Welcome to ISPGroup!

The Image and Signal Processing Group of UCLouvain, ICTEAM, Belgium, whose members are listed here, is active in many theories, models, techniques, codes, datasets, and codecs related to signal and image processing in a broad sense.

For instance, the ISPGroup researchers work on signal acquisition, compression and streaming; machine and deep learning for computer vision; (multiple) object tracking; content-based data retrieval; biomedical signal and medical image processing; compressed sensing and inverse problem solving, compputational imaging; hyperspectral imaging; tomographic methods; sparse signal representation; data restoration, … and many other topics described in some of these posts, these publications, and in this visual—and clickable—word cloud:

Aug 14, 2024

Accepted paper: “MPL: Lifting 3D Human Pose from Multi-view 2D Poses” by Seyed Abolfazl Ghasemzadeh, A. Alahi, and C. De Vleeschouwer, to be presented at “T-CAP: Towards a Complete Analysis of People: Fine-grained Understanding for Real-World Applications” workshop at the European Conference on Computer Vision (ECCV, Milan, 1-4 Oct 2024).

MPL is a 3D human pose lifter that takes multi-view 2D poses as its inputs.

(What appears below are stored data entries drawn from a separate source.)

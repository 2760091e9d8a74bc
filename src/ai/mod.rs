//! Generation backend integration.
//!
//! Every analysis sub-stage is one call to a text-generation backend. Calls go
//! through [`GenerationAdapter`], which escalates across generation methods
//! when a backend answers with an empty output.
//!
//! ## Backends
//!
//! - `claude` - Anthropic Messages API (requires `ANTHROPIC_API_KEY`)
//! - `ollama` - local Ollama server
//! - `dry-run` - deterministic offline output

mod adapter;
#[cfg(feature = "ai")]
mod claude;
mod dry_run;
#[cfg(feature = "ai")]
mod ollama;

pub use adapter::{GenerationAdapter, MethodChain, GENERATION_FAILED_MESSAGE};
#[cfg(feature = "ai")]
pub use claude::ClaudeProvider;
pub use dry_run::DryRunBackend;
#[cfg(feature = "ai")]
pub use ollama::OllamaProvider;

use std::fmt;
use std::str::FromStr;
use std::sync::Arc;

use async_trait::async_trait;
use serde::{Deserialize, Serialize};

use crate::core::AiConfig;
use crate::error::AnalysisResult;

/// Way of calling a backend. The adapter escalates through these.
#[derive(Debug, Clone, Copy, Default, PartialEq, Eq, Hash, Serialize, Deserialize)]
#[serde(rename_all = "lowercase")]
pub enum GenerationMethod {
    /// Reasoning-enabled call returning both reasoning and output
    #[default]
    Reasoning,

    /// Plain chat call
    Chat,

    /// Bare completion call
    Completion,
}

impl GenerationMethod {
    /// Get the string representation of the method.
    pub fn as_str(&self) -> &'static str {
        match self {
            Self::Reasoning => "reasoning",
            Self::Chat => "chat",
            Self::Completion => "completion",
        }
    }
}

impl fmt::Display for GenerationMethod {
    fn fmt(&self, f: &mut fmt::Formatter<'_>) -> fmt::Result {
        f.write_str(self.as_str())
    }
}

impl FromStr for GenerationMethod {
    type Err = anyhow::Error;

    fn from_str(s: &str) -> Result<Self, Self::Err> {
        match s.trim().to_lowercase().as_str() {
            "reasoning" => Ok(Self::Reasoning),
            "chat" => Ok(Self::Chat),
            "completion" => Ok(Self::Completion),
            other => anyhow::bail!("Unknown generation method: {other}"),
        }
    }
}

/// What a backend produced for one prompt.
#[derive(Debug, Clone, Default, PartialEq, Eq)]
pub struct Generation {
    /// Reasoning trace, when the method exposes one
    pub reasoning: String,

    /// Answer text
    pub output: String,
}

impl Generation {
    /// Create a generation with output only.
    pub fn output(output: impl Into<String>) -> Self {
        Self { reasoning: String::new(), output: output.into() }
    }

    /// Whether the answer is blank.
    pub fn is_empty(&self) -> bool {
        self.output.trim().is_empty()
    }
}

/// Trait for text-generation backends.
///
/// Implementations report hard failures as
/// [`AnalysisError::GenerationBackendFailure`](crate::AnalysisError::GenerationBackendFailure)
/// and may return either an empty [`Generation`] or
/// [`AnalysisError::EmptyGenerationResult`](crate::AnalysisError::EmptyGenerationResult)
/// when nothing came back.
#[async_trait]
pub trait GenerationBackend: Send + Sync {
    /// Generate text for a prompt with the given method.
    async fn generate(&self, prompt: &str, method: GenerationMethod)
        -> AnalysisResult<Generation>;

    /// Get the backend name.
    fn name(&self) -> &str;
}

/// Build the backend selected in configuration.
pub fn backend_from_config(
    config: &AiConfig,
    dry_run: bool,
) -> anyhow::Result<Arc<dyn GenerationBackend>> {
    if dry_run {
        return Ok(Arc::new(DryRunBackend::new()));
    }

    match config.provider.as_str() {
        "dry-run" => Ok(Arc::new(DryRunBackend::new())),
        #[cfg(feature = "ai")]
        "claude" => Ok(Arc::new(ClaudeProvider::new(config)?)),
        #[cfg(feature = "ai")]
        "ollama" => Ok(Arc::new(OllamaProvider::new(config)?)),
        other => anyhow::bail!("Unsupported generation backend: {other}"),
    }
}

The main challenge in multi-view 3D human pose estimation is lack of real-life images paired with 3D. This challenge is bypassed in MPL by relying on a two-stage framework consisting of an off-the-shelf 2D pose estimator and a multi-view 3D pose lifter. More information here

Aug 14, 2024

Accepted paper: “Sequential Representation Learning via Static-Dynamic Conditional Disentanglement " by Mathieu Cyrille Simon, Pascal Frossard and Christophe De Vleeschouwer (arXiv preprint), to be presented at the European Conference on Computer Vision (ECCV, Milan, 1-4 Oct 2024).

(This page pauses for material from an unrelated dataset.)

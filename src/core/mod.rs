//! Core settings shared by the CLI and the pipeline.

mod config;

pub use config::{AiConfig, CatalogConfig, Config, OllamaConfig, PipelineConfig};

Unsupervised disentangled representation learning within sequential data, focusing on separating time-independent and time-varying factors in videos. This disentanglement is expected to facilitate numerous downstream generation or classification tasks and enhance model explainability.

Aug 14, 2024

Accepted paper: “Keypoint Promptable Re-Identification” by Vladimir Somers, A. Alahi and C. De Vleeschouwer (arXiv preprint), to be presented at the European Conference on Computer Vision (ECCV, Milan, 1-4 Oct 2024).

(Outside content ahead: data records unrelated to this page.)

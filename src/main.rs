//! Archflow - guided architectural-analysis workflows.
//!
//! Compose a workflow of analysis steps for a building purpose, preview the
//! prompts each step will send, and run the whole workflow against a
//! text-generation backend.

#![allow(clippy::single_match_else)]

use std::io;
use std::path::{Path, PathBuf};
use std::sync::atomic::{AtomicBool, Ordering};
use std::sync::Arc;
use std::time::Duration;

use anyhow::{Context, Result};
use clap::{CommandFactory, Parser, Subcommand};
use clap_complete::{generate, Shell};
use tracing_subscriber::{fmt, prelude::*, EnvFilter};

use archflow::ai::{backend_from_config, GenerationAdapter, GenerationMethod};
use archflow::catalog::{DefinitionSet, Objective, Purpose, Step, StepCatalog};
use archflow::pipeline::{Pipeline, PipelineState, RunOutcome, SessionInputs};
use archflow::prompt::{DocumentSource, ProjectFields, PromptCompiler, PromptInputs, TextDocument};
use archflow::workflow::{Workflow, WorkflowComposer, WorkflowRecord};
use archflow::Config;

/// Guided architectural-analysis workflows
#[derive(Parser)]
#[command(name = "archflow")]
#[command(author, version, about, long_about = None)]
#[command(propagate_version = true)]
struct Cli {
    /// Subcommand to run
    #[command(subcommand)]
    command: Commands,

    /// Enable verbose logging
    #[arg(short, long, global = true)]
    verbose: bool,

    /// Use this configuration file instead of the default lookup
    #[arg(long, global = true, env = "ARCHFLOW_CONFIG")]
    config: Option<PathBuf>,

    /// Step-definition YAML (overrides the configured path)
    #[arg(long, global = true)]
    definitions: Option<PathBuf>,
}

#[derive(Subcommand)]
enum Commands {
    /// List building purposes and the objectives each offers
    Purposes {
        /// Output format (text, json)
        #[arg(short, long, default_value = "text")]
        format: String,
    },

    /// List catalog steps
    Steps {
        /// Only show steps recommended for this objective
        #[arg(short, long)]
        objective: Option<Objective>,
    },

    /// Compose a workflow and print its final order
    Suggest {
        /// Building purpose
        #[arg(short, long)]
        purpose: Purpose,

        /// Analysis objectives, in priority order
        #[arg(short, long = "objective", required = true)]
        objectives: Vec<Objective>,

        /// Optional steps to add
        #[arg(long)]
        add: Vec<String>,

        /// Steps to remove (required steps stay)
        #[arg(long)]
        remove: Vec<String>,

        /// New step order (comma-separated ids)
        #[arg(long, value_delimiter = ',')]
        order: Vec<String>,

        /// Write the workflow record to this file
        #[arg(short = 'O', long)]
        output: Option<PathBuf>,

        /// Output format (text, json)
        #[arg(short, long, default_value = "text")]
        format: String,
    },

    /// Print the prompts compiled for one step
    Prompt {
        /// Step id
        step: String,

        /// Project fields file (TOML or JSON)
        #[arg(long)]
        fields: Option<PathBuf>,

        /// Text document to summarize and search
        #[arg(long)]
        document: Option<PathBuf>,

        /// Print only the full prompt of this sub-stage (1-based)
        #[arg(long)]
        stage: Option<usize>,
    },

    /// Run a workflow through the generation backend
    Run {
        /// Workflow record written by `suggest --output`
        #[arg(short, long, conflicts_with = "purpose")]
        workflow: Option<PathBuf>,

        /// Building purpose
        #[arg(short, long, required_unless_present = "workflow")]
        purpose: Option<Purpose>,

        /// Analysis objectives, in priority order
        #[arg(short, long = "objective", requires = "purpose")]
        objectives: Vec<Objective>,

        /// Project fields file (TOML or JSON)
        #[arg(long)]
        fields: Option<PathBuf>,

        /// Text document to summarize and search
        #[arg(long)]
        document: Option<PathBuf>,

        /// Write step records (JSON) to this file
        #[arg(long)]
        history: Option<PathBuf>,

        /// First generation method to try
        #[arg(short, long)]
        method: Option<GenerationMethod>,

        /// Use the offline backend instead of the configured one
        #[arg(long)]
        dry_run: bool,
    },

    /// Show configuration
    Config {
        /// Show config file path
        #[arg(long)]
        path: bool,
    },

    /// Generate shell completions
    Completions {
        /// Shell to generate completions for
        shell: Shell,
    },
}

fn main() -> Result<()> {
    let cli = Cli::parse();

    // Setup logging
    let filter = if cli.verbose { EnvFilter::new("debug") } else { EnvFilter::new("warn") };

    tracing_subscriber::registry().with(fmt::layer().with_target(false)).with(filter).init();

    let config = load_config(cli.config.as_deref(), cli.definitions)?;

    match cli.command {
        Commands::Purposes { format } => cmd_purposes(&format)?,
        Commands::Steps { objective } => cmd_steps(objective),
        Commands::Suggest { purpose, objectives, add, remove, order, output, format } => {
            let edits = Edits { add, remove, order };
            cmd_suggest(purpose, &objectives, &edits, output.as_deref(), &format)?;
        }
        Commands::Prompt { step, fields, document, stage } => {
            cmd_prompt(&config, &step, fields.as_deref(), document.as_deref(), stage)?;
        }
        Commands::Run {
            workflow,
            purpose,
            objectives,
            fields,
            document,
            history,
            method,
            dry_run,
        } => {
            let source = match (workflow, purpose) {
                (Some(path), _) => WorkflowSource::Record(path),
                (None, Some(purpose)) => WorkflowSource::Suggest(purpose, objectives),
                (None, None) => anyhow::bail!("Either --workflow or --purpose is required"),
            };
            let options = RunOptions { fields, document, history, method, dry_run };
            cmd_run(&config, source, &options)?;
        }
        Commands::Config { path } => cmd_config(&config, path)?,
        Commands::Completions { shell } => cmd_completions(shell),
    }

    Ok(())
}

/// Load configuration, applying command-line overrides.
fn load_config(path: Option<&Path>, definitions: Option<PathBuf>) -> Result<Config> {
    let mut config = match path {
        Some(path) => Config::load_from_file(path)
            .with_context(|| format!("Failed to load config from {}", path.display()))?,
        None => Config::load()?,
    };
    if let Some(definitions) = definitions {
        config.catalog.definitions = definitions;
    }
    Ok(config)
}

/// List purposes and their objectives.
fn cmd_purposes(format: &str) -> Result<()> {
    match format {
        "json" => {
            let listing: Vec<_> = Purpose::all()
                .iter()
                .map(|p| {
                    serde_json::json!({
                        "purpose": p.label(),
                        "key": p.key(),
                        "objectives": p.objectives().iter().map(|o| o.label()).collect::<Vec<_>>(),
                    })
                })
                .collect();
            println!("{}", serde_json::to_string_pretty(&listing)?);
        }
        _ => {
            for purpose in Purpose::all() {
                println!("{} ({})", purpose.label(), purpose.key());
                for objective in purpose.objectives() {
                    println!("  - {} ({})", objective.label(), objective.key());
                }
            }
        }
    }
    Ok(())
}

/// List catalog steps.
fn cmd_steps(objective: Option<Objective>) {
    let catalog = StepCatalog::builtin();

    if let Some(objective) = objective {
        println!("Recommended for {objective}:");
        print_steps(catalog.recommended_steps(objective));
        return;
    }

    println!("Required:");
    print_steps(catalog.required_steps());
    for objective in Objective::all() {
        println!("\nRecommended for {objective}:");
        print_steps(catalog.recommended_steps(*objective));
    }
    println!("\nOptional:");
    print_steps(catalog.optional_steps());
}

fn print_steps(steps: &[Step]) {
    for step in steps {
        println!("  {:>2}. {} - {} [{}]", step.order, step.id, step.title, step.category);
    }
}

/// Workflow edits applied after suggestion.
struct Edits {
    add: Vec<String>,
    remove: Vec<String>,
    order: Vec<String>,
}

/// Compose a workflow, apply edits, and print the final order.
fn cmd_suggest(
    purpose: Purpose,
    objectives: &[Objective],
    edits: &Edits,
    output: Option<&Path>,
    format: &str,
) -> Result<()> {
    let composer = WorkflowComposer::builtin();
    let mut workflow = composer.suggest(purpose, objectives)?;

    for id in &edits.add {
        workflow = composer.add_optional(workflow, id);
    }
    for id in &edits.remove {
        workflow = composer.remove(workflow, id);
    }
    if !edits.order.is_empty() {
        let order: Vec<&str> = edits.order.iter().map(String::as_str).collect();
        workflow = composer.reorder(workflow, &order);
    }

    let record = composer.export(&workflow);
    let json = record.to_json()?;

    if let Some(path) = output {
        std::fs::write(path, &json)
            .with_context(|| format!("Failed to write {}", path.display()))?;
        tracing::info!(path = ?path, "Workflow record written");
    }

    match format {
        "json" => println!("{json}"),
        _ => {
            println!("{} / {}", workflow.purpose, workflow.objective);
            for (i, step) in composer.final_order(&workflow).iter().enumerate() {
                println!(
                    "{:>2}. {} - {} ({}, order {})",
                    i + 1,
                    step.id,
                    step.title,
                    step.tier.as_str(),
                    step.order
                );
            }
        }
    }

    Ok(())
}

/// Print the prompts for one step.
fn cmd_prompt(
    config: &Config,
    step_id: &str,
    fields: Option<&Path>,
    document: Option<&Path>,
    stage: Option<usize>,
) -> Result<()> {
    let definitions = DefinitionSet::load(&config.catalog.definitions)?;
    let step = StepCatalog::builtin()
        .find(step_id)
        .ok_or_else(|| anyhow::anyhow!("Unknown step: {step_id}"))?;
    let definition = definitions.resolve(step);

    let fields = load_fields(fields)?;
    let document = load_document(document)?;
    let inputs = PromptInputs {
        fields: &fields,
        prior_context: "",
        documents: document.as_ref().map(|d| d as &dyn DocumentSource),
    };

    let base = PromptCompiler::new(config.pipeline.max_passages).compile_base(&definition, &inputs);

    if let Some(stage) = stage {
        let index = stage.checked_sub(1).ok_or_else(|| anyhow::anyhow!("Stages start at 1"))?;
        let sub_stage = PromptCompiler::compile_sub_stage(&base, &definition, index)
            .ok_or_else(|| anyhow::anyhow!("Step '{step_id}' has no stage {stage}"))?;
        println!("{}", sub_stage.prompt);
        return Ok(());
    }

    println!("{base}");
    for sub_stage in PromptCompiler::compile_sub_stages(&base, &definition) {
        let suffix = sub_stage.prompt.strip_prefix(&base).unwrap_or(&sub_stage.prompt);
        println!("----- {} -----{}", sub_stage.label, suffix.trim_end());
    }

    Ok(())
}

/// Where `run` gets its workflow from.
enum WorkflowSource {
    Record(PathBuf),
    Suggest(Purpose, Vec<Objective>),
}

/// Options for `run`.
struct RunOptions {
    fields: Option<PathBuf>,
    document: Option<PathBuf>,
    history: Option<PathBuf>,
    method: Option<GenerationMethod>,
    dry_run: bool,
}

/// Run a workflow end to end.
fn cmd_run(config: &Config, source: WorkflowSource, options: &RunOptions) -> Result<()> {
    let definitions = DefinitionSet::load(&config.catalog.definitions)?;
    let composer = WorkflowComposer::builtin();
    let workflow = load_workflow(&composer, source)?;

    let fields = load_fields(options.fields.as_deref())?;
    let document = load_document(options.document.as_deref())?;

    let backend = backend_from_config(&config.ai, options.dry_run)?;
    let adapter = GenerationAdapter::new(backend);
    println!("Backend: {}", adapter.backend_name());

    let mut pipeline = Pipeline::from_config(adapter, definitions, config);
    if let Some(method) = options.method {
        pipeline = pipeline.with_method(method);
    }
    if options.dry_run {
        pipeline = pipeline.with_inter_call_delay(Duration::ZERO);
    }

    let stop = Arc::new(AtomicBool::new(false));
    let handler_stop = Arc::clone(&stop);
    ctrlc::set_handler(move || {
        eprintln!("\nStopping after the current step...");
        handler_stop.store(true, Ordering::SeqCst);
    })?;

    let mut state = PipelineState::new(composer.final_order(&workflow));
    let inputs = SessionInputs {
        fields: &fields,
        documents: document.as_ref().map(|d| d as &dyn DocumentSource),
    };

    // Create tokio runtime for async operations
    let rt = tokio::runtime::Runtime::new()?;
    let outcome = rt.block_on(pipeline.run_all_with_progress(
        &mut state,
        inputs,
        &stop,
        |index, total, step| eprintln!("[{}/{}] {}", index + 1, total, step.title),
    ));

    for (i, record) in state.records().iter().enumerate() {
        println!("\n## [{}] {}\n", i + 1, record.title);
        println!("{}", record.result);
    }

    if let Some(path) = &options.history {
        std::fs::write(path, state.records_json()?)
            .with_context(|| format!("Failed to write {}", path.display()))?;
        println!("\nHistory written to {}", path.display());
    }

    let (done, total) = state.progress();
    match outcome {
        Ok(RunOutcome::Completed) => println!("\nCompleted {done}/{total} steps."),
        Ok(RunOutcome::Cancelled) => println!("\nStopped after {done}/{total} steps."),
        Err(e) => {
            return Err(anyhow::Error::new(e)
                .context(format!("Run halted at {}; re-run to resume", state.phase())));
        }
    }

    Ok(())
}

/// Build the workflow from a record file or a fresh suggestion.
fn load_workflow(composer: &WorkflowComposer<'_>, source: WorkflowSource) -> Result<Workflow> {
    match source {
        WorkflowSource::Record(path) => {
            let content = std::fs::read_to_string(&path)
                .with_context(|| format!("Failed to read {}", path.display()))?;
            let record = WorkflowRecord::from_json(&content)?;
            Ok(composer.import(&record)?)
        }
        WorkflowSource::Suggest(purpose, objectives) => {
            Ok(composer.suggest(purpose, &objectives)?)
        }
    }
}

fn load_fields(path: Option<&Path>) -> Result<ProjectFields> {
    path.map_or_else(|| Ok(ProjectFields::default()), ProjectFields::load)
}

fn load_document(path: Option<&Path>) -> Result<Option<TextDocument>> {
    path.map(TextDocument::from_file).transpose()
}

/// Show configuration.
fn cmd_config(config: &Config, show_path: bool) -> Result<()> {
    if show_path {
        if let Some(path) = Config::global_path() {
            println!("{}", path.display());
        }
        return Ok(());
    }

    let toml = toml::to_string_pretty(config)?;
    println!("{toml}");

    Ok(())
}

/// Generate shell completions.
fn cmd_completions(shell: Shell) {
    let mut cmd = Cli::command();
    generate(shell, &mut cmd, "archflow", &mut io::stdout());
}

KPR is SOTA re-identification method, with optional keypoint prompts, that is robust to multi-person occlusions and plug-and-play with any pose estimator (or through manual keypoint selection). More information here.

Jun 27, 2024

Best Poster Award at the International Conference on Space Robotics (ISpaRo24): Antoine Legrand, Renaud Detry and Christophe De Vleeschouwer, “Leveraging neural radiance fields for pose estimation of an unknown space object during proximity operations” (arXiv), ISpaRo 2024.